Nel settennato 2007-2013 i 91,7 miliardi di fondi europei - assegnati all’Italia, compreso il cofinanziamento nazionale, senza il
quale quei soldi non possono essere spesi - sono finiti in 949.556 progetti, dalle fioriere ai corsi di formazione. Una
polverizzazione che non ci rende orgogliosi. Ne abbiamo restituito per insipienza 52 milioni. Pochi se si guarda il totale. E
comunque uno spreco. Al 31 dicembre del 2018 - dati elaborati dal centro studi della Uil, Servizio politiche territoriali - sono
già tre i programmi che non hanno raggiunto il target prefissato, per 71 milioni.

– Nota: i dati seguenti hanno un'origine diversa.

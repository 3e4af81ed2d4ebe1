//! End-to-end replication scenarios over the loopback replicator: a primary
//! replica commits through the wire, a secondary replica pumps the copy
//! stream then the replication stream, and the two converge.

use std::path::Path;
use std::sync::Arc;

use pretty_assertions::assert_eq;
use serial_test::serial;

use store::config::StoreSettings;
use store::error::CResult;
use store::local::{LocalStore, Lsn, StoreItem};
use store::notify::{NotificationManager, NotificationMode};
use store::progress::{self, Epoch};
use store::replica::{ReplicaRole, ReplicatedStore};
use store::replicator::loopback::{LoopbackReplicator, SecondaryControl};
use store::replicator::StateReplicator;
use store::storage::engine::EngineFactory;
use store::storage::log_store::LogStore;
use store::tombstone::TOMBSTONE_DATA_TYPE;

fn log_store_factory() -> EngineFactory {
    Arc::new(|dir: &Path| {
        Ok(Box::new(LogStore::open(dir)?) as Box<dyn store::storage::engine::Engine>)
    })
}

fn test_settings() -> StoreSettings {
    let _ = env_logger::builder().is_test(true).try_init();
    StoreSettings {
        fabric_time_refresh_interval_ms: 0,
        target_copy_operation_size: 256,
        ..StoreSettings::default()
    }
}

async fn open_replica(
    replicator: Arc<dyn StateReplicator>,
    dir: &Path,
    replica_id: u64,
) -> ReplicatedStore {
    ReplicatedStore::open(
        test_settings(),
        dir.to_path_buf(),
        replica_id,
        log_store_factory(),
        replicator,
        NotificationManager::new(NotificationMode::None, None),
    )
    .await
    .unwrap()
}

/// Pulls pages off the primary's copy enumerator and feeds them into the
/// secondary's copy stream, ending with the end-of-stream sentinel. This is
/// the plumbing the hosting runtime normally provides.
async fn drive_copy_with(
    primary: &ReplicatedStore,
    control: &SecondaryControl,
    context: store::wire::CopyContextData,
) -> CResult<u64> {
    let mut enumerator = primary.create_copy_operation_enumerator(context).await?;
    let mut sequence = 0;
    while let Some(page) = enumerator.get_next().await? {
        sequence += 1;
        control.send_copy_operation(sequence, page.encode()?)?;
    }
    control.send_copy_end_of_stream(sequence + 1)?;
    Ok(sequence as u64)
}

async fn commit_insert(primary: &ReplicatedStore, key: &str, value: &[u8]) -> CResult<Lsn> {
    let mut tx = primary.create_transaction()?;
    tx.insert("data", key, value)?;
    tx.commit().await
}

async fn commit_delete(primary: &ReplicatedStore, key: &str) -> CResult<Lsn> {
    let mut tx = primary.create_transaction()?;
    tx.delete("data", key)?;
    tx.commit().await
}

fn user_rows(store: &LocalStore) -> Vec<StoreItem> {
    let tx = store.create_transaction().unwrap();
    let items = tx
        .enumerate_by_type_and_key("data", "")
        .unwrap()
        .collect::<Vec<_>>();
    tx.rollback();
    items
}

fn row_set(store: &LocalStore) -> Vec<(String, Vec<u8>, Lsn)> {
    user_rows(store)
        .into_iter()
        .map(|item| (item.key, item.value, item.operation_lsn))
        .collect()
}

async fn wait_for<F: Fn() -> bool>(what: &str, cond: F) {
    for _ in 0..400 {
        if cond() {
            return;
        }
        tokio::time::sleep(std::time::Duration::from_millis(5)).await;
    }
    panic!("timed out waiting for {}", what);
}

#[tokio::test(flavor = "multi_thread")]
#[serial]
async fn full_copy_then_replication_converges() -> CResult<()> {
    let primary_dir = tempfile::tempdir().unwrap();
    let secondary_dir = tempfile::tempdir().unwrap();

    let wire = Arc::new(LoopbackReplicator::new(1, 0));
    let primary = open_replica(wire.clone(), primary_dir.path(), 1).await;
    primary.change_role(ReplicaRole::Primary).await?;
    primary.update_epoch(Epoch::new(1, 1), 0).await?;

    // State committed before the secondary exists travels via copy.
    for i in 0..5 {
        commit_insert(&primary, &format!("k{}", i), format!("v{}", i).as_bytes()).await?;
    }
    let delete_lsn = commit_delete(&primary, "k2").await?;

    let (secondary_view, control) = wire.attach_secondary();

    // Committed after attach but before the build starts: arrives on both
    // the copy and the replication stream; the apply path must be
    // idempotent about it.
    let dup_lsn = commit_insert(&primary, "dup", b"dup-value").await?;

    let secondary = open_replica(Arc::new(secondary_view), secondary_dir.path(), 2).await;
    secondary.change_role(ReplicaRole::IdleSecondary).await?;

    let context = secondary.get_copy_context()?;
    assert!(!context.is_epoch_valid);
    let pages = drive_copy_with(&primary, &control, context).await?;
    assert!(pages > 0);
    assert_eq!(primary.statistics().full_copy_count(), 1);

    // Live replication after the build.
    let live_lsn = commit_insert(&primary, "live", b"live-value").await?;

    // The secondary's store handle is swapped by the build; re-fetch it on
    // every poll.
    wait_for("live row on secondary", || {
        let store = secondary.current_store();
        let tx = store.create_transaction().unwrap();
        tx.contains("data", "live")
    })
    .await;

    let secondary_store = secondary.current_store();
    assert_eq!(row_set(&primary.current_store()), row_set(&secondary_store));

    {
        let tx = secondary_store.create_transaction().unwrap();
        assert_eq!(tx.read_exact("data", "dup")?, (b"dup-value".to_vec(), dup_lsn));
        assert_eq!(tx.read_exact("data", "live")?, (b"live-value".to_vec(), live_lsn));

        // The replicated delete left a tombstone at its LSN.
        assert!(tx.contains(
            TOMBSTONE_DATA_TYPE,
            &format!("0x{:016x}:0", delete_lsn)
        ));

        // Progress metadata converged with the primary.
        assert_eq!(
            progress::read_current_epoch(&tx)?.unwrap().epoch,
            Epoch::new(1, 1)
        );
        assert!(progress::read_epoch_history(&tx)?.is_some());
    }
    assert_eq!(secondary.current_epoch(), Some(Epoch::new(1, 1)));

    primary.close().await?;
    secondary.close().await?;
    Ok(())
}

#[tokio::test(flavor = "multi_thread")]
#[serial]
async fn partial_copy_resumes_a_restarted_secondary() -> CResult<()> {
    let primary_dir = tempfile::tempdir().unwrap();
    let secondary_dir = tempfile::tempdir().unwrap();

    let wire = Arc::new(LoopbackReplicator::new(1, 0));
    let primary = open_replica(wire.clone(), primary_dir.path(), 1).await;
    primary.change_role(ReplicaRole::Primary).await?;
    primary.update_epoch(Epoch::new(1, 1), 0).await?;

    for i in 0..4 {
        commit_insert(&primary, &format!("old{}", i), b"old").await?;
    }

    // First build: full copy into an empty secondary.
    let (secondary_view, control) = wire.attach_secondary();
    let secondary = open_replica(Arc::new(secondary_view), secondary_dir.path(), 2).await;
    secondary.change_role(ReplicaRole::IdleSecondary).await?;
    let context = secondary.get_copy_context()?;
    drive_copy_with(&primary, &control, context).await?;

    wait_for("first build to land", || {
        let store = secondary.current_store();
        let tx = store.create_transaction().unwrap();
        tx.contains("data", "old3")
    })
    .await;
    let first_build_lsn = secondary.last_committed_lsn();
    assert!(first_build_lsn > 0);

    // The secondary restarts: close it, advance the primary through a new
    // epoch and more writes.
    secondary.close().await?;
    drop(secondary);
    tokio::time::sleep(std::time::Duration::from_millis(50)).await;

    let prev_last = primary.last_committed_lsn();
    primary.update_epoch(Epoch::new(1, 2), prev_last).await?;
    for i in 0..3 {
        commit_insert(&primary, &format!("new{}", i), b"new").await?;
    }

    // Second build: the secondary reports real progress under epoch E1 and
    // gets an incremental copy from its last committed LSN.
    let (secondary_view, control) = wire.attach_secondary();
    let secondary = open_replica(Arc::new(secondary_view), secondary_dir.path(), 2).await;
    let context = secondary.get_copy_context()?;
    assert!(context.is_epoch_valid);
    assert_eq!(context.epoch, Epoch::new(1, 1));
    assert_eq!(context.last_operation_lsn, first_build_lsn);

    secondary.change_role(ReplicaRole::IdleSecondary).await?;
    drive_copy_with(&primary, &control, context).await?;

    wait_for("partial build to land", || {
        let store = secondary.current_store();
        let tx = store.create_transaction().unwrap();
        tx.contains("data", "new2")
    })
    .await;

    assert_eq!(primary.statistics().partial_copy_count(), 1);
    assert_eq!(primary.statistics().false_progress_count(), 0);

    let secondary_store = secondary.current_store();
    assert_eq!(row_set(&primary.current_store()), row_set(&secondary_store));
    {
        let tx = secondary_store.create_transaction().unwrap();
        assert_eq!(
            progress::read_current_epoch(&tx)?.unwrap().epoch,
            Epoch::new(1, 2)
        );
        let history = progress::read_epoch_history(&tx)?.unwrap();
        assert_eq!(history.entries.last().unwrap().epoch, Epoch::new(1, 2));

        // Partial copies never transfer the low watermark row.
        assert!(progress::read_low_watermark(&tx)?.is_none());
    }

    primary.close().await?;
    secondary.close().await?;
    Ok(())
}

#[tokio::test(flavor = "multi_thread")]
#[serial]
async fn quorum_acked_commits_complete_in_lsn_order() -> CResult<()> {
    let primary_dir = tempfile::tempdir().unwrap();
    let secondary_dir = tempfile::tempdir().unwrap();

    // Quorum requires the secondary's ack: primary commits only complete
    // once the pump has applied and acked them.
    let wire = Arc::new(LoopbackReplicator::new(1, 1));
    let primary = open_replica(wire.clone(), primary_dir.path(), 1).await;
    primary.change_role(ReplicaRole::Primary).await?;
    primary.update_epoch(Epoch::new(1, 1), 0).await?;

    let (secondary_view, control) = wire.attach_secondary();
    let secondary = open_replica(Arc::new(secondary_view), secondary_dir.path(), 2).await;
    secondary.change_role(ReplicaRole::IdleSecondary).await?;
    let context = secondary.get_copy_context()?;
    drive_copy_with(&primary, &control, context).await?;

    let mut lsns = Vec::new();
    for i in 0..6 {
        lsns.push(commit_insert(&primary, &format!("q{}", i), b"q").await?);
    }

    // Strictly increasing completion order observed by the caller.
    let mut sorted = lsns.clone();
    sorted.sort_unstable();
    assert_eq!(lsns, sorted);
    assert!(lsns.windows(2).all(|w| w[0] < w[1]));

    // Quorum ack implies the secondary already applied everything.
    let secondary_store = secondary.current_store();
    let tx = secondary_store.create_transaction().unwrap();
    for (i, lsn) in lsns.iter().enumerate() {
        assert_eq!(tx.get_operation_lsn("data", &format!("q{}", i))?, *lsn);
    }
    drop(tx);

    assert!(wire.last_quorum_acked_lsn() >= *lsns.last().unwrap());

    primary.close().await?;
    secondary.close().await?;
    Ok(())
}

#[tokio::test(flavor = "multi_thread")]
#[serial]
async fn false_progress_secondary_gets_a_full_copy() -> CResult<()> {
    let primary_dir = tempfile::tempdir().unwrap();
    let secondary_dir = tempfile::tempdir().unwrap();

    let wire = Arc::new(LoopbackReplicator::new(1, 0));
    let primary = open_replica(wire.clone(), primary_dir.path(), 1).await;
    primary.change_role(ReplicaRole::Primary).await?;
    primary.update_epoch(Epoch::new(1, 1), 0).await?;
    commit_insert(&primary, "a", b"1").await?;

    let (secondary_view, control) = wire.attach_secondary();
    let secondary = open_replica(Arc::new(secondary_view), secondary_dir.path(), 2).await;
    secondary.change_role(ReplicaRole::IdleSecondary).await?;

    // A context claiming progress past the primary's history.
    let mut context = secondary.get_copy_context()?;
    context.is_epoch_valid = true;
    context.epoch = Epoch::new(1, 1);
    context.last_operation_lsn = primary.last_committed_lsn() + 100;

    drive_copy_with(&primary, &control, context).await?;
    assert_eq!(primary.statistics().false_progress_count(), 1);
    assert_eq!(primary.statistics().full_copy_count(), 1);

    wait_for("full copy to land", || {
        let store = secondary.current_store();
        let tx = store.create_transaction().unwrap();
        tx.contains("data", "a")
    })
    .await;

    primary.close().await?;
    secondary.close().await?;
    Ok(())
}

Tra questi il Pon inclusione, un programma che
il ministro del Lavoro Di Maio voleva usare per finanziare il reddito di cittadinanza (ipotesi irrealistica), ora sul punto di
ritornare a Bruxelles per 25 milioni. Una discreta somma, se si pensa che l’intero decreto Crescita ne vale 500. «Le debolezze
italiane sono note, quando si parla di fondi Ue: burocrazia, sistemi amministrativi fragili, codice appalti che cambia in
continuazione », riflette Ivana Veronese, segretaria confederale della Uil. «Ma l’Italia dovrebbe invece battersi a Bruxelles per
scorporare il cofinanziamento dal deficit: il vincolo rallenta la spesa delle Regioni. Non scordiamoci che il 70% dei 43 miliardi
di investimenti pubblici annui dell’Italia è fatto anche grazie ai fondi Ue».